Exercise data:
BEGIN

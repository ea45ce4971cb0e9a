//! Leveled logging for the header service.
//!
//! Records go to stderr as text or JSON lines and can additionally be kept in
//! a bounded ring for inspection (`/status`, tests).

use std::collections::VecDeque;
use std::fmt;
use std::io::{self, Write};
use std::sync::atomic::{AtomicBool, AtomicU8, AtomicUsize, Ordering};
use std::sync::{Mutex, OnceLock};
use std::time::{Duration, SystemTime, UNIX_EPOCH};

use serde_json::json;

#[derive(Clone, Copy, Debug, Eq, PartialEq, Ord, PartialOrd)]
pub enum Level {
    Error = 1,
    Warn = 2,
    Info = 3,
    Debug = 4,
    Trace = 5,
}

impl Level {
    pub fn as_str(self) -> &'static str {
        match self {
            Self::Error => "ERROR",
            Self::Warn => "WARN",
            Self::Info => "INFO",
            Self::Debug => "DEBUG",
            Self::Trace => "TRACE",
        }
    }

    pub fn parse(raw: &str) -> Option<Self> {
        match raw.trim().to_ascii_lowercase().as_str() {
            "error" => Some(Self::Error),
            "warn" | "warning" => Some(Self::Warn),
            "info" => Some(Self::Info),
            "debug" => Some(Self::Debug),
            "trace" => Some(Self::Trace),
            _ => None,
        }
    }

    fn from_u8(raw: u8) -> Self {
        match raw {
            1 => Self::Error,
            2 => Self::Warn,
            4 => Self::Debug,
            5 => Self::Trace,
            _ => Self::Info,
        }
    }
}

impl fmt::Display for Level {
    fn fmt(&self, f: &mut fmt::Formatter<'_>) -> fmt::Result {
        f.write_str(self.as_str())
    }
}

#[derive(Clone, Copy, Debug, Eq, PartialEq)]
pub enum Format {
    Text = 0,
    Json = 1,
}

impl Format {
    pub fn parse(raw: &str) -> Option<Self> {
        match raw.trim().to_ascii_lowercase().as_str() {
            "text" => Some(Self::Text),
            "json" => Some(Self::Json),
            _ => None,
        }
    }
}

#[derive(Clone, Copy, Debug)]
pub struct LogConfig {
    pub level: Level,
    pub format: Format,
    pub timestamps: bool,
}

impl Default for LogConfig {
    fn default() -> Self {
        Self {
            level: Level::Info,
            format: Format::Text,
            timestamps: true,
        }
    }
}

static LOG_LEVEL: AtomicU8 = AtomicU8::new(Level::Info as u8);
static LOG_FORMAT: AtomicU8 = AtomicU8::new(Format::Text as u8);
static LOG_TIMESTAMPS: AtomicBool = AtomicBool::new(true);
static LOG_STDERR_ENABLED: AtomicBool = AtomicBool::new(true);

static RING_ENABLED: AtomicBool = AtomicBool::new(false);
static RING_CAPACITY: AtomicUsize = AtomicUsize::new(0);
static RING: OnceLock<Mutex<VecDeque<LogRecord>>> = OnceLock::new();

/// A log line kept in the in-memory ring.
#[derive(Clone, Debug)]
pub struct LogRecord {
    pub ts_ms: u64,
    pub level: Level,
    pub target: &'static str,
    pub file: &'static str,
    pub line: u32,
    pub msg: String,
}

pub fn init(config: LogConfig) {
    LOG_LEVEL.store(config.level as u8, Ordering::Relaxed);
    LOG_FORMAT.store(config.format as u8, Ordering::Relaxed);
    LOG_TIMESTAMPS.store(config.timestamps, Ordering::Relaxed);
}

pub fn current_level() -> Level {
    Level::from_u8(LOG_LEVEL.load(Ordering::Relaxed))
}

pub fn set_stderr_enabled(enabled: bool) {
    LOG_STDERR_ENABLED.store(enabled, Ordering::Relaxed);
}

pub fn enable_capture(capacity: usize) {
    if capacity == 0 {
        RING_ENABLED.store(false, Ordering::Relaxed);
        return;
    }
    RING_CAPACITY.store(capacity, Ordering::Relaxed);
    RING.get_or_init(|| Mutex::new(VecDeque::with_capacity(capacity.min(1024))));
    RING_ENABLED.store(true, Ordering::Relaxed);
}

pub fn capture_snapshot(limit: usize) -> Vec<LogRecord> {
    let Some(ring) = RING.get() else {
        return Vec::new();
    };
    let Ok(guard) = ring.lock() else {
        return Vec::new();
    };
    let start = guard.len().saturating_sub(limit);
    guard.iter().skip(start).cloned().collect()
}

pub fn enabled(level: Level) -> bool {
    level as u8 <= LOG_LEVEL.load(Ordering::Relaxed)
}

pub fn log(
    level: Level,
    target: &'static str,
    file: &'static str,
    line: u32,
    args: fmt::Arguments<'_>,
) {
    if !enabled(level) {
        return;
    }

    let now = SystemTime::now()
        .duration_since(UNIX_EPOCH)
        .unwrap_or_default();
    let ts_ms: u64 = now.as_millis().try_into().unwrap_or(u64::MAX);
    let msg = args.to_string();

    if LOG_STDERR_ENABLED.load(Ordering::Relaxed) {
        let rendered = match LOG_FORMAT.load(Ordering::Relaxed) {
            1 => render_json(ts_ms, level, target, file, line, &msg),
            _ => render_text(now, level, target, &msg),
        };
        let _ = writeln!(io::stderr().lock(), "{rendered}");
    }

    if RING_ENABLED.load(Ordering::Relaxed) {
        push_record(LogRecord {
            ts_ms,
            level,
            target,
            file,
            line,
            msg,
        });
    }
}

fn render_text(now: Duration, level: Level, target: &str, msg: &str) -> String {
    if LOG_TIMESTAMPS.load(Ordering::Relaxed) {
        let ts = Timestamp {
            unix_seconds: now.as_secs(),
            millis: now.subsec_millis(),
        };
        format!("{ts} {level} {target}: {msg}")
    } else {
        format!("{level} {target}: {msg}")
    }
}

fn render_json(
    ts_ms: u64,
    level: Level,
    target: &str,
    file: &str,
    line: u32,
    msg: &str,
) -> String {
    json!({
        "ts_ms": ts_ms,
        "level": level.as_str(),
        "target": target,
        "file": file,
        "line": line,
        "msg": msg,
    })
    .to_string()
}

fn push_record(record: LogRecord) {
    let Some(ring) = RING.get() else {
        return;
    };
    let Ok(mut guard) = ring.lock() else {
        return;
    };
    let cap = RING_CAPACITY.load(Ordering::Relaxed).max(1);
    guard.push_back(record);
    while guard.len() > cap {
        guard.pop_front();
    }
}

#[macro_export]
macro_rules! log_at {
    ($level:expr, $($arg:tt)*) => {{
        if $crate::enabled($level) {
            $crate::log($level, module_path!(), file!(), line!(), format_args!($($arg)*));
        }
    }};
}

#[macro_export]
macro_rules! log_error {
    ($($arg:tt)*) => {{
        $crate::log_at!($crate::Level::Error, $($arg)*);
    }};
}

#[macro_export]
macro_rules! log_warn {
    ($($arg:tt)*) => {{
        $crate::log_at!($crate::Level::Warn, $($arg)*);
    }};
}

#[macro_export]
macro_rules! log_info {
    ($($arg:tt)*) => {{
        $crate::log_at!($crate::Level::Info, $($arg)*);
    }};
}

#[macro_export]
macro_rules! log_debug {
    ($($arg:tt)*) => {{
        $crate::log_at!($crate::Level::Debug, $($arg)*);
    }};
}

#[macro_export]
macro_rules! log_trace {
    ($($arg:tt)*) => {{
        $crate::log_at!($crate::Level::Trace, $($arg)*);
    }};
}

struct Timestamp {
    unix_seconds: u64,
    millis: u32,
}

impl fmt::Display for Timestamp {
    fn fmt(&self, f: &mut fmt::Formatter<'_>) -> fmt::Result {
        const SECS_PER_DAY: u64 = 86_400;
        let days = (self.unix_seconds / SECS_PER_DAY) as i64;
        let secs_of_day = self.unix_seconds % SECS_PER_DAY;
        let (year, month, day) = civil_from_days(days);
        write!(
            f,
            "{year:04}-{month:02}-{day:02}T{:02}:{:02}:{:02}.{:03}Z",
            secs_of_day / 3600,
            (secs_of_day % 3600) / 60,
            secs_of_day % 60,
            self.millis
        )
    }
}

// Howard Hinnant's days-to-civil conversion.
fn civil_from_days(days_since_unix_epoch: i64) -> (i32, u32, u32) {
    let z = days_since_unix_epoch + 719_468;
    let era = if z >= 0 { z } else { z - 146_096 } / 146_097;
    let doe = (z - era * 146_097) as u32;
    let yoe = (doe - doe / 1460 + doe / 36_524 - doe / 146_096) / 365;
    let y = (yoe as i32) + (era as i32) * 400;
    let doy = doe - (365 * yoe + yoe / 4 - yoe / 100);
    let mp = (5 * doy + 2) / 153;
    let d = doy - (153 * mp + 2) / 5 + 1;
    let m = if mp < 10 { mp + 3 } else { mp - 9 };
    (y + i32::from(m <= 2), m, d)
}

#[cfg(test)]
mod tests {
    use super::*;

    #[test]
    fn parse_level() {
        assert_eq!(Level::parse("info"), Some(Level::Info));
        assert_eq!(Level::parse("WARN"), Some(Level::Warn));
        assert_eq!(Level::parse("warning"), Some(Level::Warn));
        assert_eq!(Level::parse(" trace "), Some(Level::Trace));
        assert_eq!(Level::parse("nope"), None);
    }

    #[test]
    fn parse_format() {
        assert_eq!(Format::parse("text"), Some(Format::Text));
        assert_eq!(Format::parse("JSON"), Some(Format::Json));
        assert_eq!(Format::parse("yaml"), None);
    }

    #[test]
    fn timestamp_renders_iso8601() {
        let ts = Timestamp {
            unix_seconds: 1_296_688_602,
            millis: 7,
        };
        assert_eq!(ts.to_string(), "2011-02-02T23:16:42.007Z");
    }

    #[test]
    fn json_line_carries_location() {
        let line = render_json(12, Level::Warn, "headerd::sync", "sync.rs", 40, "stalled");
        let value: serde_json::Value = serde_json::from_str(&line).expect("json");
        assert_eq!(value["level"], "WARN");
        assert_eq!(value["line"], 40);
        assert_eq!(value["msg"], "stalled");
    }
}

END

Work instruction:
From the listing, copy every line where the string "derive" appears.

Answer for this exercise:
#[derive(Clone, Copy, Debug, Eq, PartialEq, Ord, PartialOrd)]
#[derive(Clone, Copy, Debug, Eq, PartialEq)]
#[derive(Clone, Copy, Debug)]
#[derive(Clone, Debug)]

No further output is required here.